Where does the tax revenue go?

On Wednesday, November 23, Maryland will officially launch online sports betting, becoming the 22nd state (along with Washington, DC) where sports fans can legally bet online and on mobile devices.

While sports fans across the state are rejoicing, some may be wondering where Maryland’s tax revenue from mobile sports betting will go.

Here’s what you need to know about legal online sports betting in Maryland, taxes and how the state government uses the proceeds.

The vast majority of fees and taxes generated from sports betting revenue in Maryland, including all taxes on actual betting revenue, go into the Maryland Department of Education’s blueprint for the Maryland’s Future Fund. According to the official website, the Blueprint for Maryland’s Future:

“The Blueprint is a landmark law passed in 2021 that includes sweeping changes to Maryland’s early childhood and public schools. By increasing education funding by $3.8 billion per year over the next 10 years, the Blueprint will enrich student experiences, accelerate student outcomes, and improve the overall quality of education in Maryland.
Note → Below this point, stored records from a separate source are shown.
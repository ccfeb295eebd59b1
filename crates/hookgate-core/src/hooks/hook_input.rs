//! Hook input payload
//!
//! The payload is written to each hook's stdin as one JSON object followed by a
//! newline. The canonical keys (`session_id`, `cwd`, `hook_event_name`, `subject`)
//! always win over event-specific fields with the same name.

use serde::ser::SerializeMap;
use serde::{Deserialize, Serialize, Serializer};
use serde_json::{Map, Value};
use std::fmt;
use std::path::PathBuf;

use super::events::EventKind;
use crate::error::HookgateResult;

const RESERVED_KEYS: &[&str] = &["session_id", "cwd", "hook_event_name", "subject"];

/// Input describing one intercepted event
#[derive(Debug, Clone, PartialEq, Deserialize)]
#[serde(from = "RawEventPayload")]
pub struct EventPayload {
    pub session_id: String,
    pub cwd: PathBuf,
    pub event: EventKind,
    /// Tool name for action events, absent for prompt events
    pub subject: Option<String>,
    /// Event-specific fields such as `tool_input`, `tool_response` or `prompt`
    pub fields: Map<String, Value>,
}

#[derive(Deserialize)]
struct RawEventPayload {
    session_id: String,
    cwd: PathBuf,
    hook_event_name: EventKind,
    #[serde(default)]
    subject: Option<String>,
    #[serde(flatten)]
    fields: Map<String, Value>,
}

impl From<RawEventPayload> for EventPayload {
    fn from(raw: RawEventPayload) -> Self {
        Self {
            session_id: raw.session_id,
            cwd: raw.cwd,
            event: raw.hook_event_name,
            subject: raw.subject,
            fields: raw.fields,
        }
    }
}

impl EventPayload {
    /// Create a new payload rooted at the process working directory
    pub fn new(event: EventKind, session_id: impl Into<String>) -> Self {
        Self {
            session_id: session_id.into(),
            cwd: std::env::current_dir().unwrap_or_else(|_| PathBuf::from(".")),
            event,
            subject: None,
            fields: Map::new(),
        }
    }

    /// Payload for a tool call about to run
    pub fn pre_action(
        session_id: impl Into<String>,
        tool_name: impl Into<String>,
        tool_input: Value,
    ) -> Self {
        Self::new(EventKind::PreAction, session_id)
            .with_subject(tool_name)
            .with_field("tool_input", tool_input)
    }

    /// Payload for a tool call that has completed
    pub fn post_action(
        session_id: impl Into<String>,
        tool_name: impl Into<String>,
        tool_input: Value,
        tool_response: Value,
    ) -> Self {
        Self::new(EventKind::PostAction, session_id)
            .with_subject(tool_name)
            .with_field("tool_input", tool_input)
            .with_field("tool_response", tool_response)
    }

    /// Payload for a tool call that failed
    pub fn post_action_failure(
        session_id: impl Into<String>,
        tool_name: impl Into<String>,
        tool_input: Value,
        error: impl Into<String>,
    ) -> Self {
        Self::new(EventKind::PostActionFailure, session_id)
            .with_subject(tool_name)
            .with_field("tool_input", tool_input)
            .with_field("error", Value::String(error.into()))
    }

    /// Payload for a submitted user prompt
    pub fn prompt_submit(session_id: impl Into<String>, prompt: impl Into<String>) -> Self {
        Self::new(EventKind::PromptSubmit, session_id)
            .with_field("prompt", Value::String(prompt.into()))
    }

    /// Set the current working directory
    pub fn with_cwd(mut self, cwd: impl Into<PathBuf>) -> Self {
        self.cwd = cwd.into();
        self
    }

    /// Set the subject (tool name)
    pub fn with_subject(mut self, subject: impl Into<String>) -> Self {
        self.subject = Some(subject.into());
        self
    }

    /// Add an event-specific field
    pub fn with_field(mut self, key: impl Into<String>, value: Value) -> Self {
        self.fields.insert(key.into(), value);
        self
    }

    /// Look up an event-specific field
    pub fn field(&self, key: &str) -> Option<&Value> {
        self.fields.get(key)
    }

    /// Canonical stdin form: one JSON object, newline-terminated
    pub fn to_json_line(&self) -> HookgateResult<Vec<u8>> {
        let mut bytes = serde_json::to_vec(self)?;
        bytes.push(b'\n');
        Ok(bytes)
    }
}

impl Serialize for EventPayload {
    fn serialize<S: Serializer>(&self, serializer: S) -> Result<S::Ok, S::Error> {
        let mut map = serializer.serialize_map(None)?;
        map.serialize_entry("session_id", &self.session_id)?;
        map.serialize_entry("cwd", &self.cwd)?;
        map.serialize_entry("hook_event_name", &self.event)?;
        if let Some(subject) = &self.subject {
            map.serialize_entry("subject", subject)?;
        }
        for (key, value) in &self.fields {
            if !RESERVED_KEYS.contains(&key.as_str()) {
                map.serialize_entry(key, value)?;
            }
        }
        map.end()
    }
}

impl fmt::Display for EventPayload {
    fn fmt(&self, f: &mut fmt::Formatter<'_>) -> fmt::Result {
        write!(
            f,
            "Event: {}, Session: {}, Subject: {:?}",
            self.event, self.session_id, self.subject
        )
    }
}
“Bringing opportunity and a brighter future to every child in Maryland, the Blueprint for Maryland’s Future will transform the state’s education and early childhood systems with sweeping policy changes and an unprecedented investment of state and local resources.

“Putting equity at the forefront, the Blueprint mandates new programs and innovative approaches to catalyze a world-renowned education system that aims to close performance gaps and ensure opportunities for every student, regardless of family income, race, ethnicity, and/or Capability.”

In addition, according to official Maryland law, “the governor is required to include in the fiscal year 2023 budget appropriations of $1.5 million each for Bowie State University and Morgan State University to establish centers for set up the study of data analysis and sports games.”

Additionally, “The bill creates the SMWOBSWA fund to provide grants or loans to minority and women-owned small businesses to facilitate participation in the sports betting industry. The fund receives 5% of the fees charged for each class A-1 and A-2 sports betting license.” This means the SMWOBSWA (Small, Minority-Owned, and Women-Owned Business Sports Wagering Assistance) The fund does not receive any additional tax revenue from day-to-day operations, but from the granting of each license to a sports betting company in Maryland.

Eventually, the State Lottery and Gaming Control Agency will collect $4.9 million from the same sports betting royalties. That revenue is earmarked for fiscal 2022, but the bill clarifies:

“While it is anticipated that revenue from license application fees distributed to the State Lottery and Gaming Control Agency (SLGCA) as shown above will be fully realized in fiscal 2022, the estimated $4.9 million is expected to be -Dollars accounted for a portion of SLGCA costs under the bill for the entire five-year period and paid accordingly. A portion of the licensee’s share of reported revenue is used to reimburse SLGCA for costs related to background investigations; this amount is not repeated under government revenue.”

Estimates vary widely as to how much taxable revenue online sports betting will generate in Maryland. The state is officially forecasting annual sales of just under $20 million, while other unofficial estimates are projecting revenue possibly closer to $100 million.

Separately, we know the Maryland sports betting tax rate, which is 15%, the same as Louisiana, Illinois and Virginia, and is similar to the 13% and 13.75% tax rates for online sports betting in New Jersey and Connecticut, respectively.